Exercise material =
((

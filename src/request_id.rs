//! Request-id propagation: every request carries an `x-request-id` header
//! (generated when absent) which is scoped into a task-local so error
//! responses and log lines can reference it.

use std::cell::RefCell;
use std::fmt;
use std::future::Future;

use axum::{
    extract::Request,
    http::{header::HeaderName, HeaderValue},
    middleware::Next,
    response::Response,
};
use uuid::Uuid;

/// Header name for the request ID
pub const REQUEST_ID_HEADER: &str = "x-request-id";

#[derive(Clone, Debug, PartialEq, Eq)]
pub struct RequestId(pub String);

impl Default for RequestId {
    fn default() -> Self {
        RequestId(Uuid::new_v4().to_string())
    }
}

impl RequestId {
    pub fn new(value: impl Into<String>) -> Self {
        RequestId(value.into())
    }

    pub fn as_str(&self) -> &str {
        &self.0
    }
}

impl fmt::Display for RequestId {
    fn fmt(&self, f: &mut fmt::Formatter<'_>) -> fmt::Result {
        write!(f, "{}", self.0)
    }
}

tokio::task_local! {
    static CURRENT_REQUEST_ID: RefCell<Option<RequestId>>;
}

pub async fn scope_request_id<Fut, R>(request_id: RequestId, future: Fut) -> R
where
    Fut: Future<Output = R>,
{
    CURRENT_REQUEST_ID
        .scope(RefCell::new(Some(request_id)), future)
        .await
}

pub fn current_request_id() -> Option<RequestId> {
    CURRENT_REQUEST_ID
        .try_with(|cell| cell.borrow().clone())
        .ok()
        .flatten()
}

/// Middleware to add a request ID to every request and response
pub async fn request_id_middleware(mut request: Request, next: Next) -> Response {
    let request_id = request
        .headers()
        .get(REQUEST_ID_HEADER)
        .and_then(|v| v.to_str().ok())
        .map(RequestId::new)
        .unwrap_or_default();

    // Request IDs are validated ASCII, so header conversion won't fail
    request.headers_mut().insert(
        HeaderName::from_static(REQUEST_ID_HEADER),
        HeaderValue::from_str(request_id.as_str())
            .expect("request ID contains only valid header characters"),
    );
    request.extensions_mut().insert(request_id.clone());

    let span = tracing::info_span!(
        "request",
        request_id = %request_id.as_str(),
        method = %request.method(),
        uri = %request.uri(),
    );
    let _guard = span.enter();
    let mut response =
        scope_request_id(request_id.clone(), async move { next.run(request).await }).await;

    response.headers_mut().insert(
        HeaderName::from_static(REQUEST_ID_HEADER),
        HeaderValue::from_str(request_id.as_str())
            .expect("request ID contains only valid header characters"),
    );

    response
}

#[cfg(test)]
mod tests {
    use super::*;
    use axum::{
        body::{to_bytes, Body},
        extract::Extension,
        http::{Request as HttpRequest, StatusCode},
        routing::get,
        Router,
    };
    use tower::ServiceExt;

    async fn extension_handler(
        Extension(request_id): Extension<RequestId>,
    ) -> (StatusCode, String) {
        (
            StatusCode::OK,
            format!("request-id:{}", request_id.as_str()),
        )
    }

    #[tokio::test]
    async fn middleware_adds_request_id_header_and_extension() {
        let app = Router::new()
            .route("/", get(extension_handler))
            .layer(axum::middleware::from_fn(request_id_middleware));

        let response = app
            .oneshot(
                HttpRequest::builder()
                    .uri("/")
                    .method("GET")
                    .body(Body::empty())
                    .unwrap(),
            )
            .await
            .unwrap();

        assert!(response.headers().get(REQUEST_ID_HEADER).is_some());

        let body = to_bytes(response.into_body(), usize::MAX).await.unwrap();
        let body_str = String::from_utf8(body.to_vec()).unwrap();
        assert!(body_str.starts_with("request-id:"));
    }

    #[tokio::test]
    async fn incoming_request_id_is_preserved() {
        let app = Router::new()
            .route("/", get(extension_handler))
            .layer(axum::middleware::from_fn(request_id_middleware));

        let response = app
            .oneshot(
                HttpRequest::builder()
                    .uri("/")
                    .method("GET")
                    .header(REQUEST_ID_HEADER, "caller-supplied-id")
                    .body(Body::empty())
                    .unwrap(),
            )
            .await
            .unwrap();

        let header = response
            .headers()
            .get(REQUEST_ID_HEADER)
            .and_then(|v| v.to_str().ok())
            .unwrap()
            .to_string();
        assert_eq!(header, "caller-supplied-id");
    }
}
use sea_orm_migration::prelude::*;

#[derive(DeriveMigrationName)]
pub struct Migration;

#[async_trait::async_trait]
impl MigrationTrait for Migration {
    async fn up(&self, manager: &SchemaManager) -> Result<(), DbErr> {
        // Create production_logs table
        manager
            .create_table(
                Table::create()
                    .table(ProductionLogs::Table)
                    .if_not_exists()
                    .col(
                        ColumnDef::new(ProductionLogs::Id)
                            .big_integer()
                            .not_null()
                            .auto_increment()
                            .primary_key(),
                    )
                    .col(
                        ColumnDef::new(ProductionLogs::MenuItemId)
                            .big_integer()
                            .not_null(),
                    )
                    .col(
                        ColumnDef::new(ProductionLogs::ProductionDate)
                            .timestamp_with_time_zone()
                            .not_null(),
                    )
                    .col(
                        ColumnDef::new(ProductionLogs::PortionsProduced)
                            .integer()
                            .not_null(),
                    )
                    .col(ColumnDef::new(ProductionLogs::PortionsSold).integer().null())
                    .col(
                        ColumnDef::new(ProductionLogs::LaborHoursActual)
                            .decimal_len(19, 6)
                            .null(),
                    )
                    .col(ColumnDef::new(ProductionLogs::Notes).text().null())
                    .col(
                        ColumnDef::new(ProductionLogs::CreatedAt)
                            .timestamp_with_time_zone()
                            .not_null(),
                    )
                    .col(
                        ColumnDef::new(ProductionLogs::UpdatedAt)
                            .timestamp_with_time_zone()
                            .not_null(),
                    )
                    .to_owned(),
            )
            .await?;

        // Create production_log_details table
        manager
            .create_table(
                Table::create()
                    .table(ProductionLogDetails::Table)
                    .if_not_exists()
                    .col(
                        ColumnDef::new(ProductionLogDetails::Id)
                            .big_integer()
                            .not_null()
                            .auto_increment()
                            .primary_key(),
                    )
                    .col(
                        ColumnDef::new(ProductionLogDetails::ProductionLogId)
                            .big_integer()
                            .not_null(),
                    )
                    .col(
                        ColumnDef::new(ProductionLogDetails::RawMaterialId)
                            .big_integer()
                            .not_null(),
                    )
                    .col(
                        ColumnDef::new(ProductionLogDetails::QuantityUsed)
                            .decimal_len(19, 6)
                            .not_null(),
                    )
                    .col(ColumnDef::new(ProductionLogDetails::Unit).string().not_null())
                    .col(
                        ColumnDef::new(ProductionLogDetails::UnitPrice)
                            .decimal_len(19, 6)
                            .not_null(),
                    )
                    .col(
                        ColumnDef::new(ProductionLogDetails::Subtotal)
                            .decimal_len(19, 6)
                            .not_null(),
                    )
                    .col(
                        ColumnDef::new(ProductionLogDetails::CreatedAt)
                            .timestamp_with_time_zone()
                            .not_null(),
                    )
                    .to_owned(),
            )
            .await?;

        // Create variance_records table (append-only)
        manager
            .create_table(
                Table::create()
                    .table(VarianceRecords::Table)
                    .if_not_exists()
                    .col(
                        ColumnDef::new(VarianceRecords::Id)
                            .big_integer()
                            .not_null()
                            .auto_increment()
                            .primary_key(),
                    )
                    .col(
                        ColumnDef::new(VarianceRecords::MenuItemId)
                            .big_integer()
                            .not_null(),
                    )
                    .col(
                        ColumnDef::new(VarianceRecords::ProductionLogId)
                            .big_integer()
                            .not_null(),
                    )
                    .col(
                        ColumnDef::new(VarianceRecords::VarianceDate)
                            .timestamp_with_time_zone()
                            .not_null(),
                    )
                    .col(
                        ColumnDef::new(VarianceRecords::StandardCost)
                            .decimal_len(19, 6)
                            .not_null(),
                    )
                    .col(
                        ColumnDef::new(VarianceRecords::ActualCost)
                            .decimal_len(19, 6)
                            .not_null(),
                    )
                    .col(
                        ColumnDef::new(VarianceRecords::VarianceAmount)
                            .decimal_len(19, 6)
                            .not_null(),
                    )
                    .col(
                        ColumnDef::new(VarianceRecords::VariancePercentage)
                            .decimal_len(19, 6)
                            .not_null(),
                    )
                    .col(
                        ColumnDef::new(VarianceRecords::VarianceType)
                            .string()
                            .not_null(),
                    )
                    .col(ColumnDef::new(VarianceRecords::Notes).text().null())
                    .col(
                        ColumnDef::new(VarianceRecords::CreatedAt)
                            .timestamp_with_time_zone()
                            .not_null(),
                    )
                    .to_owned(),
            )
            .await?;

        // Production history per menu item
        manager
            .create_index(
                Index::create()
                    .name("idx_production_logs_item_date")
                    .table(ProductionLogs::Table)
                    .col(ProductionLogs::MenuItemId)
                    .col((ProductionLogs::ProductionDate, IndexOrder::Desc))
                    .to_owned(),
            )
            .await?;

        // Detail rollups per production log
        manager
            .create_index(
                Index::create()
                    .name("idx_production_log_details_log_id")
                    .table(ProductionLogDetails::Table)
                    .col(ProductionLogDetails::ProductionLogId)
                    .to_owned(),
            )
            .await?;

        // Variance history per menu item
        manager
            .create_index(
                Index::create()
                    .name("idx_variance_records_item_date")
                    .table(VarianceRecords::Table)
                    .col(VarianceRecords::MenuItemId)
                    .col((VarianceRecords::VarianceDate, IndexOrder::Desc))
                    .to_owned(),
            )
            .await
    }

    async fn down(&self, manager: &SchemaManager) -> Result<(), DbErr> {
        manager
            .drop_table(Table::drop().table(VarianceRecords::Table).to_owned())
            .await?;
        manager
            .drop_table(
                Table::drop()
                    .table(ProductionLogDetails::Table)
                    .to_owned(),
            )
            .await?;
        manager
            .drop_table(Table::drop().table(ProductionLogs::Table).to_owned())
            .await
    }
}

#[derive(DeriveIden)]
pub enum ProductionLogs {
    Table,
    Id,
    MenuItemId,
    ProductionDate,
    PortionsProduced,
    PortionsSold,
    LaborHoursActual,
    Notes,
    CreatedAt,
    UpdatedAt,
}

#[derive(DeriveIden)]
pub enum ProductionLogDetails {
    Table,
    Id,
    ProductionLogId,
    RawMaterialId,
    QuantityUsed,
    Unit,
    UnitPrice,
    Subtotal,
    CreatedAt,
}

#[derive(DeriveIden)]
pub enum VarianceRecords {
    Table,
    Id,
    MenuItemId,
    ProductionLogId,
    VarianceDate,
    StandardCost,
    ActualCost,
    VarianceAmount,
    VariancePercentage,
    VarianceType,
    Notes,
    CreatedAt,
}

))

To do = Start at the first line of the entries above. Set down each line exactly through the one with "the request ID", and stop there.

Output of the exercise =
filename src/request_id.rs
//! Request-id propagation: every request carries an `x-request-id` header
//! (generated when absent) which is scoped into a task-local so error
//! responses and log lines can reference it.

use std::cell::RefCell;
use std::fmt;
use std::future::Future;

use axum::{
    extract::Request,
    http::{header::HeaderName, HeaderValue},
    middleware::Next,
    response::Response,
};
use uuid::Uuid;

/// Header name for the request ID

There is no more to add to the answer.